--- START ---

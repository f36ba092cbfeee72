pub mod booking_service;

use std::sync::Arc;

use sqlx::SqlitePool;

use crate::auth::{AuthService, CsrfService};
use crate::mail::Notifier;
use crate::repository::*;
use booking_service::BookingService;

pub struct ServiceContext {
    pub user_repo: Arc<dyn UserRepository>,
    pub event_repo: Arc<dyn EventOfferingRepository>,
    pub catering_repo: Arc<dyn CateringMenuRepository>,
    pub service_repo: Arc<dyn AdditionalServiceRepository>,
    pub package_repo: Arc<dyn PackageRepository>,
    pub booking_repo: Arc<dyn BookingRepository>,
    pub payment_repo: Arc<dyn PaymentRepository>,
    pub cart_repo: Arc<dyn CartRepository>,
    pub booking_service: Arc<BookingService>,
    pub auth_service: Arc<AuthService>,
    pub csrf_service: Arc<CsrfService>,
    pub db_pool: SqlitePool,
}

impl ServiceContext {
    pub fn new(db_pool: SqlitePool, notifier: Arc<dyn Notifier>) -> Self {
        let user_repo: Arc<dyn UserRepository> =
            Arc::new(SqliteUserRepository::new(db_pool.clone()));
        let event_repo: Arc<dyn EventOfferingRepository> =
            Arc::new(SqliteEventOfferingRepository::new(db_pool.clone()));
        let catering_repo: Arc<dyn CateringMenuRepository> =
            Arc::new(SqliteCateringMenuRepository::new(db_pool.clone()));
        let service_repo: Arc<dyn AdditionalServiceRepository> =
            Arc::new(SqliteAdditionalServiceRepository::new(db_pool.clone()));
        let package_repo: Arc<dyn PackageRepository> =
            Arc::new(SqlitePackageRepository::new(db_pool.clone()));
        let booking_repo: Arc<dyn BookingRepository> =
            Arc::new(SqliteBookingRepository::new(db_pool.clone()));
        let payment_repo: Arc<dyn PaymentRepository> =
            Arc::new(SqlitePaymentRepository::new(db_pool.clone()));
        let cart_repo: Arc<dyn CartRepository> =
            Arc::new(SqliteCartRepository::new(db_pool.clone()));

        let booking_service = Arc::new(BookingService::new(
            event_repo.clone(),
            catering_repo.clone(),
            service_repo.clone(),
            booking_repo.clone(),
            payment_repo.clone(),
            cart_repo.clone(),
            user_repo.clone(),
            notifier,
        ));

        let auth_service = Arc::new(AuthService::new(db_pool.clone()));
        let csrf_service = Arc::new(CsrfService::new(db_pool.clone()));

        Self {
            user_repo,
            event_repo,
            catering_repo,
            service_repo,
            package_repo,
            booking_repo,
            payment_repo,
            cart_repo,
            booking_service,
            auth_service,
            csrf_service,
            db_pool,
        }
    }
}
use axum::Json;
use serde_json::{json, Value};

#[utoipa::path(
    get,
    path = "/health",
    responses((status = 200, description = "Service is up"))
)]
pub async fn health_check() -> Json<Value> {
    Json(json!({
        "status": "ok",
        "version": env!("CARGO_PKG_VERSION"),
    }))
}

#[utoipa::path(
    get,
    path = "/api",
    responses((status = 200, description = "API metadata"))
)]
pub async fn api_info() -> Json<Value> {
    Json(json!({
        "name": "soiree",
        "version": env!("CARGO_PKG_VERSION"),
        "docs": "/api/docs",
    }))
}
use async_trait::async_trait;
use chrono::{DateTime, NaiveDateTime, Utc};
use sqlx::{FromRow, SqlitePool};
use uuid::Uuid;

use crate::{
    domain::{Package, PackageItem},
    error::{AppError, Result},
    repository::PackageRepository,
};

#[derive(FromRow)]
struct PackageRow {
    id: String,
    name: String,
    description: String,
    event_id: String,
    total_price_cents: i64,
    image_url: Option<String>,
    is_active: i32,
    created_at: NaiveDateTime,
    updated_at: NaiveDateTime,
}

#[derive(FromRow)]
struct PackageItemRow {
    id: String,
    package_id: String,
    menu_id: Option<String>,
    service_id: Option<String>,
}

pub struct SqlitePackageRepository {
    pool: SqlitePool,
}

impl SqlitePackageRepository {
    pub fn new(pool: SqlitePool) -> Self {
        Self { pool }
    }

    fn row_to_package(row: PackageRow) -> Result<Package> {
        Ok(Package {
            id: Uuid::parse_str(&row.id).map_err(|e| AppError::Database(e.to_string()))?,
            name: row.name,
            description: row.description,
            event_id: Uuid::parse_str(&row.event_id)
                .map_err(|e| AppError::Database(e.to_string()))?,
            total_price_cents: row.total_price_cents,
            image_url: row.image_url,
            is_active: row.is_active != 0,
            created_at: DateTime::from_naive_utc_and_offset(row.created_at, Utc),
            updated_at: DateTime::from_naive_utc_and_offset(row.updated_at, Utc),
        })
    }

    fn row_to_item(row: PackageItemRow) -> Result<PackageItem> {
        let parse = |s: &str| Uuid::parse_str(s).map_err(|e| AppError::Database(e.to_string()));
        Ok(PackageItem {
            id: parse(&row.id)?,
            package_id: parse(&row.package_id)?,
            menu_id: row.menu_id.as_deref().map(parse).transpose()?,
            service_id: row.service_id.as_deref().map(parse).transpose()?,
        })
    }

    const COLUMNS: &'static str = "id, name, description, event_id, total_price_cents, \
         image_url, is_active, created_at, updated_at";
}

#[async_trait]
impl PackageRepository for SqlitePackageRepository {
    async fn create(&self, package: Package, items: Vec<PackageItem>) -> Result<Package> {
        let id_str = package.id.to_string();
        let event_id_str = package.event_id.to_string();
        let now = Utc::now().naive_utc();

        let mut tx = self.pool.begin().await
            .map_err(|e| AppError::Database(e.to_string()))?;

        sqlx::query(
            r#"
            INSERT INTO packages (
                id, name, description, event_id, total_price_cents, image_url,
                is_active, created_at, updated_at
            ) VALUES (?, ?, ?, ?, ?, ?, ?, ?, ?)
            "#
        )
        .bind(&id_str)
        .bind(&package.name)
        .bind(&package.description)
        .bind(&event_id_str)
        .bind(package.total_price_cents)
        .bind(&package.image_url)
        .bind(package.is_active as i32)
        .bind(now)
        .bind(now)
        .execute(&mut *tx)
        .await
        .map_err(|e| AppError::Database(e.to_string()))?;

        for item in &items {
            sqlx::query(
                "INSERT INTO package_items (id, package_id, menu_id, service_id) VALUES (?, ?, ?, ?)"
            )
            .bind(item.id.to_string())
            .bind(&id_str)
            .bind(item.menu_id.map(|id| id.to_string()))
            .bind(item.service_id.map(|id| id.to_string()))
            .execute(&mut *tx)
            .await
            .map_err(|e| AppError::Database(e.to_string()))?;
        }

        tx.commit().await.map_err(|e| AppError::Database(e.to_string()))?;

        self.find_by_id(package.id).await?.ok_or_else(|| {
            AppError::Database("Failed to retrieve created package".to_string())
        })
    }

    async fn find_by_id(&self, id: Uuid) -> Result<Option<Package>> {
        let id_str = id.to_string();
        let row = sqlx::query_as::<_, PackageRow>(&format!(
            "SELECT {} FROM packages WHERE id = ?",
            Self::COLUMNS
        ))
        .bind(id_str)
        .fetch_optional(&self.pool)
        .await
        .map_err(|e| AppError::Database(e.to_string()))?;

        match row {
            Some(r) => Ok(Some(Self::row_to_package(r)?)),
            None => Ok(None),
        }
    }

    async fn list(&self, limit: i64, offset: i64) -> Result<Vec<Package>> {
        let rows = sqlx::query_as::<_, PackageRow>(&format!(
            "SELECT {} FROM packages ORDER BY created_at DESC LIMIT ? OFFSET ?",
            Self::COLUMNS
        ))
        .bind(limit)
        .bind(offset)
        .fetch_all(&self.pool)
        .await
        .map_err(|e| AppError::Database(e.to_string()))?;

        rows.into_iter().map(Self::row_to_package).collect()
    }

    async fn list_active(&self) -> Result<Vec<Package>> {
        let rows = sqlx::query_as::<_, PackageRow>(&format!(
            "SELECT {} FROM packages WHERE is_active = 1 ORDER BY name ASC",
            Self::COLUMNS
        ))
        .fetch_all(&self.pool)
        .await
        .map_err(|e| AppError::Database(e.to_string()))?;

        rows.into_iter().map(Self::row_to_package).collect()
    }

    async fn items_for(&self, package_id: Uuid) -> Result<Vec<PackageItem>> {
        let package_id_str = package_id.to_string();
        let rows = sqlx::query_as::<_, PackageItemRow>(
            "SELECT id, package_id, menu_id, service_id FROM package_items WHERE package_id = ?"
        )
        .bind(package_id_str)
        .fetch_all(&self.pool)
        .await
        .map_err(|e| AppError::Database(e.to_string()))?;

        rows.into_iter().map(Self::row_to_item).collect()
    }

    async fn update(&self, id: Uuid, package: Package) -> Result<Package> {
        let id_str = id.to_string();
        let event_id_str = package.event_id.to_string();
        let now = Utc::now().naive_utc();

        sqlx::query(
            r#"
            UPDATE packages
            SET name = ?, description = ?, event_id = ?, total_price_cents = ?,
                image_url = ?, is_active = ?, updated_at = ?
            WHERE id = ?
            "#
        )
        .bind(&package.name)
        .bind(&package.description)
        .bind(&event_id_str)
        .bind(package.total_price_cents)
        .bind(&package.image_url)
        .bind(package.is_active as i32)
        .bind(now)
        .bind(&id_str)
        .execute(&self.pool)
        .await
        .map_err(|e| AppError::Database(e.to_string()))?;

        self.find_by_id(id).await?.ok_or_else(|| {
            AppError::Database("Failed to retrieve updated package".to_string())
        })
    }

    async fn set_active(&self, id: Uuid, active: bool) -> Result<()> {
        let id_str = id.to_string();
        let now = Utc::now().naive_utc();

        sqlx::query("UPDATE packages SET is_active = ?, updated_at = ? WHERE id = ?")
            .bind(active as i32)
            .bind(now)
            .bind(&id_str)
            .execute(&self.pool)
            .await
            .map_err(|e| AppError::Database(e.to_string()))?;

        Ok(())
    }
}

--- END ---

> **AIM OF THE TASK**
Check each line of the listing above. Copy the ones with the word "PackageRow".

> **EXERCISE OUTPUT**
struct PackageRow {
    fn row_to_package(row: PackageRow) -> Result<Package> {
        let row = sqlx::query_as::<_, PackageRow>(&format!(
        let rows = sqlx::query_as::<_, PackageRow>(&format!(
        let rows = sqlx::query_as::<_, PackageRow>(&format!(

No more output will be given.